La situación ahora es cualitativamente diferente. Ya no hay espantajos de vuelta a la dictadura que agitar ni mirlos blancos de democracia que sustenten esperanzas de tiempos mejores. Hasta los más ignorantes saben que mientras el abismo del paro, la precariedad y las pensiones de miseria se traga a millones de personas, la patronal de las grandes empresas y, sobre todo, la banca se siguen forrando gracias al gobierno del PSOE, a quien relevará el PP en el momento oportuno.
Pero lo más importante es que los jefes sindicales que firman ahora el Pacto Social, no sólo no son héroes del movimiento obrero, sino que son percibidos mayoritariamente como esbirros del gobierno y del capital, en la cota de prestigio más baja que se recuerda. Y la izquierda institucional, PCE e IU que hubiera podido convertirse en referente popular simplemente manteniendo sus propuestas de huelga y movilización, han preferido – una vez más, y ellos sabrán a cambio de qué – no enfrentarse al PSOE y a “los sindicatos”. Las declaraciones de sus principales dirigentes el mismo 27E hablan por sí solas: “no hay motivos para la huelga general mientras los sindicatos negocian” (Llamazares en Onda Vasca) y que «los sindicatos están para sacar lo que pueden en las negociaciones, por lo que IU no se enfrentará a ellos y mantendrá una fraternidad de clases (sic)” (Cayo Lara en los desayunos de RTVE).
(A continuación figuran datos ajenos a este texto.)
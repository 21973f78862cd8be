//! Build Repository: the saved build list.
//!
//! Every mutation persists the whole list under `BM_MANAGER`. Operations
//! that are not valid for the given build return `Ok(None)`; only storage
//! failures are errors.

use std::sync::{Arc, LazyLock};

use regex::Regex;
use tokio::sync::RwLock;

use buildman_types::build::{Build, BuildId};
use buildman_types::error::{ImportError, RepositoryError};
use buildman_types::storage::MANAGER_KEY;

use crate::catalog::Catalogs;
use crate::storage::kv_store::KvStore;
use crate::storage::{read_array, write_value};

use super::validate::validate_import;

const DEFAULT_NAME_PREFIX: &str = "Новый билд";
const COPY_SUFFIX: &str = " копия";

static DEFAULT_NAME_RE: LazyLock<Regex> =
    LazyLock::new(|| Regex::new(r"^Новый билд (\d+)$").expect("valid regex"));

/// Result of a successful [`BuildRepository::remove`].
#[derive(Debug, Clone, PartialEq, Eq)]
pub struct Removed {
    pub removed: Build,
    /// The entry now occupying the removed position, or the new last entry
    /// when the removed one was last. `None` once the list is empty.
    pub next: Option<Build>,
}

pub struct BuildRepository<S: KvStore> {
    store: Arc<S>,
    catalogs: Arc<Catalogs>,
    builds: RwLock<Vec<Build>>,
}

impl<S: KvStore> BuildRepository<S> {
    /// Load the saved list. Unreadable entries are dropped with a warning.
    pub async fn load(store: Arc<S>, catalogs: Arc<Catalogs>) -> Result<Self, RepositoryError> {
        let builds: Vec<Build> = read_array(store.as_ref(), MANAGER_KEY).await?;
        tracing::debug!(count = builds.len(), "loaded builds");
        Ok(Self {
            store,
            catalogs,
            builds: RwLock::new(builds),
        })
    }

    pub async fn list(&self) -> Vec<Build> {
        self.builds.read().await.clone()
    }

    pub async fn len(&self) -> usize {
        self.builds.read().await.len()
    }

    pub async fn is_empty(&self) -> bool {
        self.builds.read().await.is_empty()
    }

    pub async fn get(&self, id: &BuildId) -> Option<Build> {
        self.builds.read().await.iter().find(|b| &b.id == id).cloned()
    }

    /// Look a build up by id, falling back to an exact name match.
    pub async fn resolve(&self, query: &str) -> Option<Build> {
        let builds = self.builds.read().await;
        builds
            .iter()
            .find(|b| b.id.as_str() == query)
            .or_else(|| builds.iter().find(|b| b.name == query))
            .cloned()
    }

    /// Append a build made of catalog defaults with a fresh id and the next
    /// free default name.
    pub async fn create_default(&self) -> Result<Build, RepositoryError> {
        let mut builds = self.builds.write().await;
        let build = Build {
            id: fresh_id(&builds),
            name: next_default_name(&builds),
            fraction: self.catalogs.fraction.default_record().id.clone(),
            inventory: self.catalogs.inventory.default_record().id.clone(),
            attribute: self.catalogs.default_attribute(),
            army: self.catalogs.default_army(),
            skill: Vec::new(),
        };
        builds.push(build.clone());
        self.persist(&builds).await?;
        tracing::info!(id = %build.id, name = %build.name, "created build");
        Ok(build)
    }

    /// Remove a stored build. `build` must match its stored entry exactly.
    pub async fn remove(&self, build: &Build) -> Result<Option<Removed>, RepositoryError> {
        let mut builds = self.builds.write().await;
        let Some(index) = position_equal(&builds, build) else {
            return Ok(None);
        };

        let removed = builds.remove(index);
        self.persist(&builds).await?;
        tracing::info!(id = %removed.id, "removed build");

        let next = builds.get(index).or_else(|| builds.last()).cloned();
        Ok(Some(Removed { removed, next }))
    }

    /// Append a copy of a stored build under a fresh id.
    pub async fn duplicate(&self, build: &Build) -> Result<Option<Build>, RepositoryError> {
        let mut builds = self.builds.write().await;
        if position_equal(&builds, build).is_none() {
            return Ok(None);
        }

        let mut copy = build.clone();
        copy.id = fresh_id(&builds);
        copy.name.push_str(COPY_SUFFIX);
        builds.push(copy.clone());
        self.persist(&builds).await?;
        tracing::info!(from = %build.id, id = %copy.id, "duplicated build");
        Ok(Some(copy))
    }

    /// Replace the stored entry with the same id. Repeated skills are
    /// collapsed; the returned build is what was stored.
    pub async fn update(&self, build: &Build) -> Result<Option<Build>, RepositoryError> {
        let mut builds = self.builds.write().await;
        let Some(slot) = builds.iter_mut().find(|b| b.id == build.id) else {
            return Ok(None);
        };
        let mut stored = build.clone();
        if stored.dedup_skills() {
            tracing::debug!(id = %build.id, "dropped repeated skills");
        }
        *slot = stored.clone();
        self.persist(&builds).await?;
        tracing::debug!(id = %build.id, "updated build");
        Ok(Some(stored))
    }

    /// Index of the stored entry with the same id, if it is also
    /// structurally identical to `build`.
    pub async fn find_equal(&self, build: &Build) -> Option<usize> {
        position_equal(&self.builds.read().await, build)
    }

    /// JSON dump of every build.
    pub async fn serialize(&self) -> Result<String, RepositoryError> {
        let builds = self.builds.read().await;
        serde_json::to_string(&*builds).map_err(|e| RepositoryError::Serialization(e.to_string()))
    }

    /// Replace the whole list with an exported one. Returns `false`, leaving
    /// everything untouched, if any part of the payload is invalid.
    pub async fn unserialize(&self, text: &str) -> Result<bool, RepositoryError> {
        match self.validate_import(text) {
            Ok(imported) => {
                let mut builds = self.builds.write().await;
                self.persist(&imported).await?;
                tracing::info!(count = imported.len(), "imported builds");
                *builds = imported;
                Ok(true)
            }
            Err(err) => {
                tracing::debug!(error = %err, "rejected import");
                Ok(false)
            }
        }
    }

    pub fn validate_import(&self, text: &str) -> Result<Vec<Build>, ImportError> {
        validate_import(text, &self.catalogs)
    }

    async fn persist(&self, builds: &[Build]) -> Result<(), RepositoryError> {
        write_value(self.store.as_ref(), MANAGER_KEY, builds).await
    }
}

fn position_equal(builds: &[Build], build: &Build) -> Option<usize> {
    builds
        .iter()
        .position(|b| b.id == build.id)
        .filter(|&i| builds[i] == *build)
}

/// A new id not used by any stored build (imported ids are arbitrary).
fn fresh_id(builds: &[Build]) -> BuildId {
    loop {
        let id = BuildId::new();
        if !builds.iter().any(|b| b.id == id) {
            return id;
        }
    }
}

/// One past the highest number among default-named builds.
fn next_default_name(builds: &[Build]) -> String {
    let next = builds
        .iter()
        .filter_map(|b| DEFAULT_NAME_RE.captures(&b.name))
        .filter_map(|c| c[1].parse::<u64>().ok())
        .map(|n| n.saturating_add(1))
        .fold(1, u64::max);
    format!("{DEFAULT_NAME_PREFIX} {next}")
}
Lo que fue la estructura dirigente de la izquierda política y sindical en la Transición se hunde, pero como ni en la física ni en la dinámica social existe el vacío, lo nuevo – que ya hace tiempo viene apuntando – va tomando forma y fortaleciéndose. El 27 de enero ha sido un buen ejemplo.
En Hego Euskal Herria y también en Galiza, la mayoría sindical ha convocado con éxito huelgas generales y manifestaciones masivas teniendo en contra a CC.OO. y UGT; en Catalunya han intentado la huelga y ha habido importantes movilizaciones; en Murcia llevan mes y medio en pie de guerra con manifestaciones cada vez mayores, y en el resto del Estado las manifestaciones contra las reformas y en solidaridad con las huelgas generales en las nacionalidades, han sido más concurridas y más combativas que en ocasiones anteriores.
En nada se parecen pues, ni los actores, ni el escenario, al de 1977.
La preocupación de las clases dominantes es que las posibilidades de que los ataques, mucho más duros y sin límite previsible, sean aceptados mayoritariamente son mucho menores que hace 34 años. La caldera de la indignación popular va aumentando la presión, no hay válvula de seguridad y el colchón de legitimación se deshace a ojos vista. Es el final de una etapa y será el entierro del modelo sindical y político de la Transición.
Lo nuevo, si bien debe reanudar necesariamente el hilo rojo de la lucha obrera y popular que la Transición pretendió deshacer, no será la mera continuación de lo anterior. No sólo porque las organizaciones serán diferentes. El nuevo movimiento obrero, dirigido por la clase obrera de hoy: jóvenes precarios, mujeres, inmigrantes y lo mejor de los veteranos luchadores y luchadoras que no consiguieron doblegar, tiene ante si – con mucha más claridad que en otras épocas – dos líneas de fuerza fundamentales sobre las que constituirse: la emancipación de clase y el internacionalismo, es decir derecho de los pueblos a liberarse del yugo del imperialismo, incluido el español. En ese marco, la búsqueda incansable de la unidad, o al menos la coincidencia, en la lucha frente al enemigo común es la tarea que ya ha comenzado para el sindicalismo de clase en el Estado español y que necesita ser profundizada.